= THE INPUT =
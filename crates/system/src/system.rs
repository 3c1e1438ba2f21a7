//! The momentum transfer phase system.

mod build;
mod forces;
mod transfer;

use std::collections::HashMap;

use interphase_core::{
    ConfigError, EvaluationError, FieldOps, Mesh, PhasePair, PhasePairKey, PhaseSet, ScalarField,
};
use interphase_models::{
    DragModel, LiftModel, TurbulentDispersionModel, VirtualMassModel, WallLubricationModel,
};

use crate::{
    cache::{Cache, PairCache, PhaseCache},
    config::Config,
    error::Error,
    registry::{ModelTable, Registries},
};

/// Interfacial momentum transfer between the phases of a multiphase flow.
///
/// The system owns the phases and one table of blended closure models per
/// model kind. Coefficients and forces are computed on first request and
/// cached until [`new_time_step`](Self::new_time_step), so repeated queries
/// within a time step return the same field.
///
/// Queries about a pair accept its key in either orientation. Pairs without
/// a model of the requested kind contribute zero.
#[derive(Debug)]
pub struct MomentumTransferSystem<M: Mesh> {
    mesh: M,
    config: Config,
    phases: PhaseSet,
    pairs: Vec<PhasePairKey>,
    gravity: [f64; 3],
    surface_tension: HashMap<PhasePairKey, f64>,
    registries: Registries,
    cache: Cache,
}

impl<M: Mesh> MomentumTransferSystem<M> {
    /// Builds the phases and selects every configured model.
    ///
    /// # Errors
    ///
    /// Returns a [`ConfigError`] if the configuration is inconsistent, names
    /// an unknown model or phase, or lacks a model a pair requires.
    pub fn new(mesh: M, config: Config) -> Result<Self, ConfigError> {
        let phases = build::phase_set(&config, mesh.n_cells())?;
        let pairs = build::all_pairs(&phases)?;
        let setup = build::setup(&config, &phases)?;

        log::info!(
            "momentum transfer system with {} phases: {} drag, {} virtual mass, {} lift, \
             {} wall lubrication, {} turbulent dispersion pairs",
            phases.len(),
            setup.registries.drag.len(),
            setup.registries.virtual_mass.len(),
            setup.registries.lift.len(),
            setup.registries.wall_lubrication.len(),
            setup.registries.turbulent_dispersion.len(),
        );

        Ok(Self {
            cache: Cache::new(&pairs, phases.len()),
            mesh,
            config,
            phases,
            pairs,
            gravity: setup.gravity,
            surface_tension: setup.surface_tension,
            registries: setup.registries,
        })
    }

    /// Parses a TOML configuration and builds the system from it.
    ///
    /// # Errors
    ///
    /// Returns an [`Error`] if the text does not parse or the configuration
    /// is rejected by [`new`](Self::new).
    pub fn from_toml_str(mesh: M, s: &str) -> Result<Self, Error> {
        Ok(Self::new(mesh, Config::from_toml_str(s)?)?)
    }

    /// Re-reads the configuration, keeping the phase set and its fields.
    ///
    /// Returns `false` without touching anything if `config` equals the
    /// current configuration. Otherwise phase properties, gravity, surface
    /// tension, and every model are replaced and the cache is discarded.
    ///
    /// # Errors
    ///
    /// Returns [`ConfigError::PhaseSetChanged`] if `config` defines different
    /// phases, or any error [`new`](Self::new) would report. On error the
    /// system is left unchanged.
    pub fn read(&mut self, config: Config) -> Result<bool, ConfigError> {
        if config == self.config {
            log::debug!("configuration unchanged");
            return Ok(false);
        }

        let staged = build::phase_set(&config, self.mesh.n_cells())?;
        if !config.phase_names().eq(self.config.phase_names()) {
            return Err(ConfigError::PhaseSetChanged);
        }
        let setup = build::setup(&config, &staged)?;

        for (phase, staged) in self.phases.iter_mut().zip(staged.iter()) {
            phase.set_properties(*staged.properties());
        }
        self.gravity = setup.gravity;
        self.surface_tension = setup.surface_tension;
        self.registries = setup.registries;
        self.config = config;
        self.cache.clear();

        log::info!("momentum transfer configuration re-read");
        Ok(true)
    }

    /// Parses a TOML configuration and re-reads it.
    ///
    /// # Errors
    ///
    /// Returns an [`Error`] if the text does not parse or
    /// [`read`](Self::read) rejects the configuration.
    pub fn read_toml_str(&mut self, s: &str) -> Result<bool, Error> {
        Ok(self.read(Config::from_toml_str(s)?)?)
    }

    /// Discards every cached coefficient and force.
    ///
    /// Returns the phases so their fields can be updated for the new step.
    pub fn new_time_step(&mut self) -> &mut PhaseSet {
        log::trace!("new time step, clearing momentum transfer cache");
        self.cache.clear();
        &mut self.phases
    }

    pub fn mesh(&self) -> &M {
        &self.mesh
    }

    pub fn phases(&self) -> &PhaseSet {
        &self.phases
    }

    pub fn config(&self) -> &Config {
        &self.config
    }

    /// Returns every unordered pair of the phase set.
    pub fn pairs(&self) -> &[PhasePairKey] {
        &self.pairs
    }

    pub fn gravity(&self) -> [f64; 3] {
        self.gravity
    }

    /// Returns the pair of `key`, with gravity and surface tension attached.
    ///
    /// # Errors
    ///
    /// Returns [`EvaluationError::UnknownPhase`] if `key` names a phase that
    /// is not part of the system.
    pub fn pair(&self, key: &PhasePairKey) -> Result<PhasePair<'_>, EvaluationError> {
        let pair = PhasePair::new(&self.phases, key, &self.mesh)?;
        let sigma = self.surface_tension.get(&pair.key()).copied();
        Ok(pair.with_gravity(self.gravity).with_surface_tension(sigma))
    }

    pub fn drag_models(&self) -> &ModelTable<dyn DragModel> {
        &self.registries.drag
    }

    pub fn virtual_mass_models(&self) -> &ModelTable<dyn VirtualMassModel> {
        &self.registries.virtual_mass
    }

    pub fn lift_models(&self) -> &ModelTable<dyn LiftModel> {
        &self.registries.lift
    }

    pub fn wall_lubrication_models(&self) -> &ModelTable<dyn WallLubricationModel> {
        &self.registries.wall_lubrication
    }

    pub fn turbulent_dispersion_models(&self) -> &ModelTable<dyn TurbulentDispersionModel> {
        &self.registries.turbulent_dispersion
    }

    /// Returns the drag coefficient `K` of a pair, in cells.
    ///
    /// # Errors
    ///
    /// Returns an [`EvaluationError`] if `key` is not a pair of the system or
    /// a model cannot be evaluated.
    pub fn drag_coefficient(&self, key: &PhasePairKey) -> Result<&ScalarField, EvaluationError> {
        self.cached_pair(&self.cache.drag, key, "drag coefficient", |pair| {
            match self.registries.drag.get(key) {
                Some(model) => model.k(pair),
                None => Ok(self.zero_cells()),
            }
        })
    }

    /// Returns the drag coefficient of a pair on faces.
    ///
    /// # Errors
    ///
    /// See [`drag_coefficient`](Self::drag_coefficient).
    pub fn face_drag_coefficient(
        &self,
        key: &PhasePairKey,
    ) -> Result<&ScalarField, EvaluationError> {
        self.cached_pair(&self.cache.face_drag, key, "face drag coefficient", |pair| {
            match self.registries.drag.get(key) {
                Some(model) => model.kf(pair),
                None => Ok(self.zero_faces()),
            }
        })
    }

    /// Returns the virtual mass coefficient `Vm` of a pair, in cells.
    ///
    /// # Errors
    ///
    /// See [`drag_coefficient`](Self::drag_coefficient).
    pub fn virtual_mass_coefficient(
        &self,
        key: &PhasePairKey,
    ) -> Result<&ScalarField, EvaluationError> {
        self.cached_pair(&self.cache.virtual_mass, key, "virtual mass coefficient", |pair| {
            match self.registries.virtual_mass.get(key) {
                Some(model) => model.k(pair),
                None => Ok(self.zero_cells()),
            }
        })
    }

    /// Returns the virtual mass coefficient of a pair on faces.
    ///
    /// # Errors
    ///
    /// See [`drag_coefficient`](Self::drag_coefficient).
    pub fn face_virtual_mass_coefficient(
        &self,
        key: &PhasePairKey,
    ) -> Result<&ScalarField, EvaluationError> {
        self.cached_pair(
            &self.cache.face_virtual_mass,
            key,
            "face virtual mass coefficient",
            |pair| match self.registries.virtual_mass.get(key) {
                Some(model) => model.kf(pair),
                None => Ok(self.zero_faces()),
            },
        )
    }

    /// Returns the sum of the drag coefficients of every pair containing `phase`.
    ///
    /// # Errors
    ///
    /// Returns [`EvaluationError::UnknownPhase`] if `phase` is not defined, or
    /// any error from evaluating a pair's coefficient.
    pub fn phase_drag_coefficient(&self, phase: &str) -> Result<&ScalarField, EvaluationError> {
        self.cached_phase(&self.cache.phase_drag, phase, "drag coefficient", || {
            sum_fields(
                self.registries.drag.keys_with(phase),
                self.mesh.n_cells(),
                |key| self.drag_coefficient(key),
            )
        })
    }

    /// Face counterpart of [`phase_drag_coefficient`](Self::phase_drag_coefficient).
    ///
    /// # Errors
    ///
    /// See [`phase_drag_coefficient`](Self::phase_drag_coefficient).
    pub fn phase_face_drag_coefficient(
        &self,
        phase: &str,
    ) -> Result<&ScalarField, EvaluationError> {
        self.cached_phase(&self.cache.phase_face_drag, phase, "face drag coefficient", || {
            sum_fields(
                self.registries.drag.keys_with(phase),
                self.mesh.n_faces(),
                |key| self.face_drag_coefficient(key),
            )
        })
    }

    /// Returns the sum of the virtual mass coefficients of every pair
    /// containing `phase`.
    ///
    /// # Errors
    ///
    /// See [`phase_drag_coefficient`](Self::phase_drag_coefficient).
    pub fn phase_virtual_mass_coefficient(
        &self,
        phase: &str,
    ) -> Result<&ScalarField, EvaluationError> {
        self.cached_phase(
            &self.cache.phase_virtual_mass,
            phase,
            "virtual mass coefficient",
            || {
                sum_fields(
                    self.registries.virtual_mass.keys_with(phase),
                    self.mesh.n_cells(),
                    |key| self.virtual_mass_coefficient(key),
                )
            },
        )
    }

    /// Face counterpart of
    /// [`phase_virtual_mass_coefficient`](Self::phase_virtual_mass_coefficient).
    ///
    /// # Errors
    ///
    /// See [`phase_drag_coefficient`](Self::phase_drag_coefficient).
    pub fn phase_face_virtual_mass_coefficient(
        &self,
        phase: &str,
    ) -> Result<&ScalarField, EvaluationError> {
        self.cached_phase(
            &self.cache.phase_face_virtual_mass,
            phase,
            "face virtual mass coefficient",
            || {
                sum_fields(
                    self.registries.virtual_mass.keys_with(phase),
                    self.mesh.n_faces(),
                    |key| self.face_virtual_mass_coefficient(key),
                )
            },
        )
    }

    /// Returns the drag coefficient of every pair with a drag model.
    ///
    /// # Errors
    ///
    /// Returns the first error from evaluating a coefficient.
    pub fn drag_coefficients(
        &self,
    ) -> Result<Vec<(&PhasePairKey, &ScalarField)>, EvaluationError> {
        self.registries
            .drag
            .keys()
            .map(|key| self.drag_coefficient(key).map(|field| (key, field)))
            .collect()
    }

    /// Returns the virtual mass coefficient of every pair with a virtual mass model.
    ///
    /// # Errors
    ///
    /// Returns the first error from evaluating a coefficient.
    pub fn virtual_mass_coefficients(
        &self,
    ) -> Result<Vec<(&PhasePairKey, &ScalarField)>, EvaluationError> {
        self.registries
            .virtual_mass
            .keys()
            .map(|key| self.virtual_mass_coefficient(key).map(|field| (key, field)))
            .collect()
    }

    /// Face counterpart of [`drag_coefficients`](Self::drag_coefficients).
    ///
    /// # Errors
    ///
    /// Returns the first error from evaluating a coefficient.
    pub fn face_drag_coefficients(
        &self,
    ) -> Result<Vec<(&PhasePairKey, &ScalarField)>, EvaluationError> {
        self.registries
            .drag
            .keys()
            .map(|key| self.face_drag_coefficient(key).map(|field| (key, field)))
            .collect()
    }

    /// Face counterpart of [`virtual_mass_coefficients`](Self::virtual_mass_coefficients).
    ///
    /// # Errors
    ///
    /// Returns the first error from evaluating a coefficient.
    pub fn face_virtual_mass_coefficients(
        &self,
    ) -> Result<Vec<(&PhasePairKey, &ScalarField)>, EvaluationError> {
        self.registries
            .virtual_mass
            .keys()
            .map(|key| self.face_virtual_mass_coefficient(key).map(|field| (key, field)))
            .collect()
    }

    /// Returns the cached value of a pair, computing it on first access.
    fn cached_pair<'s, T>(
        &'s self,
        cache: &'s PairCache<T>,
        key: &PhasePairKey,
        quantity: &str,
        compute: impl FnOnce(&PhasePair<'s>) -> Result<T, EvaluationError>,
    ) -> Result<&'s T, EvaluationError> {
        let key = key.unordered();
        cache.cell(&key)?.get_or_try_init(|| {
            log::trace!("computing {quantity} for `{key}`");
            compute(&self.pair(&key)?)
        })
    }

    /// Returns the cached value of a phase, computing it on first access.
    fn cached_phase<'s, T>(
        &'s self,
        cache: &'s PhaseCache<T>,
        phase: &str,
        quantity: &str,
        compute: impl FnOnce() -> Result<T, EvaluationError>,
    ) -> Result<&'s T, EvaluationError> {
        let index = self.phases.index_of(phase)?;
        cache.cell(index).get_or_try_init(|| {
            log::trace!("computing {quantity} for phase `{phase}`");
            compute()
        })
    }

    fn zero_cells(&self) -> ScalarField {
        ScalarField::zeroed(self.mesh.n_cells())
    }

    fn zero_faces(&self) -> ScalarField {
        ScalarField::zeroed(self.mesh.n_faces())
    }
}

fn sum_fields<'k, 's>(
    keys: impl Iterator<Item = &'k PhasePairKey>,
    len: usize,
    field: impl Fn(&'k PhasePairKey) -> Result<&'s ScalarField, EvaluationError>,
) -> Result<ScalarField, EvaluationError> {
    let mut total = ScalarField::zeroed(len);
    for key in keys {
        total += field(key)?;
    }
    Ok(total)
}

#[cfg(test)]
mod tests;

= WORK REQUEST =
Write only the number of lines in the entries that contain the word "access".

= RESPONSE TO THIS TASK =
2